Kali Kedua untuk Tari Bedaya Ketawang, Setelah 20 Desember 2022
IMNEWS.ID – SELASA Kliwon tanggal 24 Januari yang akan segera tiba, merupakan ritual atau upacara adat pertama “Ngesis wayang” yang akan digelar Pengageng Sasana Wilapa setelah “libur panjang” karena lebih 5 tahun Kraton Mataram Surakarta ditutup dan hanya upacara adat tertentu saja digelar sejak April 2017. Ritual mengeluarkan sekotak wayang dari tempat penyimpanannya secara bergiliran tiap 35 hari sekali atau weton Anggara kasih itu, banyak tujuan yang bisa dicapai baik secara spiritual maupun secara teknis yang di antaranya untuk menghindarkan kulit bahan anak wayang itu dari hama jamur ketika mendapatkan angin langsung di udara terbuka dalam beberapa jam.
Sebelum adanya “insiden mirip operasi milter” yang terjadi April 2017 yang membuat kraton ditutup, upacara adat ini secara rutin digelar kraton dan selalu mendapat perhatian GKR Wandansari Koes Moertiyah selaku Pengageng Sasana Wilapa, KGPH Puger selaku Pengageng Sasana Pustaka yang juga bisa mendalang serta para pekerja seni di bidang pedalangan dari luar kraton.
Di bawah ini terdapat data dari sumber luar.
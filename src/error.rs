use crate::backend::BackendError;

// Session errors
#[derive(Debug, thiserror::Error)]
pub enum VrError {
    #[error("Failed to initialize VR runtime: {0}")]
    Initialization(BackendError),

    #[error("An action manifest is already installed")]
    ManifestAlreadyInstalled,

    #[error("VR session is not running")]
    NotRunning,

    #[error("Configuration error: {0}")]
    Config(String),

    #[error("Context task failed: {0}")]
    Task(String),
}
Dan bersamaan dengan ritual “Ngesis wayang”, weton Anggara Kasih juga menjadi jadwal khusus para penari Bedaya Ketawang dari Sanggar Pawiyatan Beksa Kraton pimpinan Gusti Moeng, untuk melakukan “gladen” atau latihan di Pendapa Sasana Sewaka.
Khusus untu ritual “Ngesis wayang” atau mengangin-anginkan wayang, tiap waktu ritual tiba hanya dikeluarkan sekotak dari 17 kotak wayang koleksi kraton. Tetapi urutan kotak yang dikeluarkan, tidak harus mengikuti giliran waktu masing-masing nama sekotak wayang, melainkan harus dilihat kondisinya apakah sudah mendesak untuk dikeluarkan atau “diesis” sambil direparasi apabila ada kerusakan kecil, atau tidak.
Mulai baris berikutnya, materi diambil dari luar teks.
//! Session lifecycle.
//!
//! ```text
//! VrSession<Uninitialized> ──start()──► VrSession<Running> ──into_contexts()──► VrContexts
//!                                                                 ├─ DrawContext    (draw thread)
//!                                                                 ├─ UpdateContext  (update thread)
//!                                                                 ├─ InputContext   (input thread)
//!                                                                 └─ VrHandle       (any thread)
//! ```
//!
//! The three contexts are wired to each other only through the scheduler
//! queues. [`VrHandle`] is cheap to clone and safe to use from anywhere.

use std::sync::atomic::{AtomicBool, Ordering};
use std::sync::Arc;

use statum::{machine, state};
use tracing::{error, info, warn};

use crate::backend::TrackingBackend;
use crate::config::VrSettings;
use crate::error::VrError;
use crate::input::manifest::ActionManifest;
use crate::input::table::ActionTable;
use crate::input::InputContext;
use crate::poller::DrawContext;
use crate::scheduler::Scheduler;
use crate::update::UpdateContext;

#[state]
#[derive(Debug, Clone)]
pub enum SessionState {
    Uninitialized, // Backend not yet initialized
    Running,       // Backend up, contexts can be handed out
}

#[machine]
pub struct VrSession<S: SessionState> {
    backend: Arc<dyn TrackingBackend>,
    settings: VrSettings,
}

impl<S: SessionState> VrSession<S> {
    pub fn settings(&self) -> &VrSettings {
        &self.settings
    }
}

impl VrSession<Uninitialized> {
    pub fn create(backend: Arc<dyn TrackingBackend>, settings: VrSettings) -> Self {
        info!("Creating VR session");
        Self::new(backend, settings)
    }

    /// Initializes the runtime. Failure is reported once here; nothing
    /// retries it.
    pub fn start(self) -> Result<VrSession<Running>, VrError> {
        match self.backend.initialize() {
            Ok(()) => {
                info!(
                    "VR runtime initialized (version {})",
                    self.backend
                        .runtime_version()
                        .unwrap_or_else(|| "unknown".to_string())
                );
                Ok(self.transition())
            }
            Err(e) => {
                error!("Failed to initialize VR runtime: {}", e);
                Err(VrError::Initialization(e))
            }
        }
    }
}

/// The three per-thread contexts plus the shared handle.
pub struct VrContexts {
    pub draw: DrawContext,
    pub update: UpdateContext,
    pub input: InputContext,
    pub handle: VrHandle,
}

impl VrSession<Running> {
    pub fn into_contexts(self) -> VrContexts {
        let update = UpdateContext::new(self.backend.clone(), self.settings.poll_backend_events);
        let input = InputContext::new(self.backend.clone(), self.settings.tracking_origin);
        let scheduler = Scheduler::new(update.sender(), input.sender());
        let draw = DrawContext::new(
            self.backend.clone(),
            scheduler.clone(),
            self.settings.tracking_origin,
            self.settings.stale_pose_timeout(),
        );
        let handle = VrHandle {
            backend: self.backend,
            scheduler,
            manifest_installed: Arc::new(AtomicBool::new(false)),
            shut_down: Arc::new(AtomicBool::new(false)),
        };

        info!("VR contexts created");
        VrContexts {
            draw,
            update,
            input,
            handle,
        }
    }
}

/// Thread-agnostic entry points into a running session.
#[derive(Clone)]
pub struct VrHandle {
    backend: Arc<dyn TrackingBackend>,
    scheduler: Scheduler,
    manifest_installed: Arc<AtomicBool>,
    shut_down: Arc<AtomicBool>,
}

impl VrHandle {
    /// Binds `manifest` against the runtime and hands the resulting table to
    /// the input context. Succeeds at most once per session.
    pub fn install_manifest(&self, manifest: &ActionManifest) -> Result<(), VrError> {
        if self.shut_down.load(Ordering::Acquire) {
            return Err(VrError::NotRunning);
        }
        if self
            .manifest_installed
            .compare_exchange(false, true, Ordering::AcqRel, Ordering::Acquire)
            .is_err()
        {
            warn!("Ignoring second action manifest");
            return Err(VrError::ManifestAlreadyInstalled);
        }

        let table = ActionTable::bind(manifest, self.backend.as_ref());
        let dominant_hand = table.dominant_hand();
        self.scheduler
            .enqueue_update(move |registry| registry.set_dominant_hand(dominant_hand));
        self.scheduler
            .enqueue_input(move |input| input.install_actions(table));
        Ok(())
    }

    pub fn is_manifest_installed(&self) -> bool {
        self.manifest_installed.load(Ordering::Acquire)
    }

    pub fn is_headset_present(&self) -> bool {
        self.backend.is_headset_present()
    }

    pub fn runtime_version(&self) -> Option<String> {
        self.backend.runtime_version()
    }

    /// Tells the runtime the application is handling its quit request.
    pub fn acknowledge_quit(&self) {
        self.backend.acknowledge_quit();
    }

    /// One-time teardown. Callers must have stopped ticking the contexts.
    pub fn shutdown(&self) {
        if self.shut_down.swap(true, Ordering::AcqRel) {
            return;
        }
        info!("Shutting down VR runtime");
        self.backend.shutdown();
    }

    pub fn is_shut_down(&self) -> bool {
        self.shut_down.load(Ordering::Acquire)
    }

    pub fn backend(&self) -> &Arc<dyn TrackingBackend> {
        &self.backend
    }
}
Ritual “Ngesis wayang” ini, biasanya Pengageng Sasana Wilapa menugaskan kepada figur abdidalem dalang senior yang sudah dipercaya dan dibantu para abdidalem lain dari Kantor Pengageng Mandra Budaya dan sejumlah seniman dalang dari luar kraton seperti ISI Surakarta, SMKI dan dalang profesional yang dipercaya untuk membantunya. Terakhir sebelum kraton ditutup 2017, abdidalem dalang senior asal Nganjuk, Ki KRT Panut Darmoko yang selalu memimpin ritual “Ngesis wayang”.
“Yang jelas, Anggara Kasih yang akan datang (24 Desember), upacara adat Ngesis wayang harus dilakukan. Sudah terlalu lama tersimpan di dalam ruang, bisa jamuran semua. Saya belum menunjuk siapa yang bertanggungjawab memimpin. Ki Panut Darmoko sudah tidak ada (Meninggal-Red). Ya, mestinya abdidalem dalang senior yang sudah benar-benar ‘sepuh’. Mas Sihanto juga sudah tidak ada (meninggal-Red),” ujar Gusti Moeng selaku Pengageng Sasana Wilapa, menjawab pertanyaan iMNews.id, belum lama ini.
Sebelum 2017, ritual “Ngesis wayang” lebih sering digelar di dalam “gedhong” Sasana Handrawina, yang dimulai sekitar pukul 10.00 Wib hingga pukul 13.00 WIB lebih. Tiap anak wayang dikeluarkan dari kotak, lalu dikaitkan menggantung di tambang yang dibentang hampir melingkari empat saka guru atau tiang penyangga tengah Sasana Handrawina. Sekotak yang isinya rata-rata 200 buah anak wayang dijajar di tambang, sedang bila ada kerusakan kecil misalnya benang yang menjadi engsel tangan didapati putus, saat itu pula langsung dibetulkan. Begitu pula kalau ada “gapit” yang putus, langsung direparasi.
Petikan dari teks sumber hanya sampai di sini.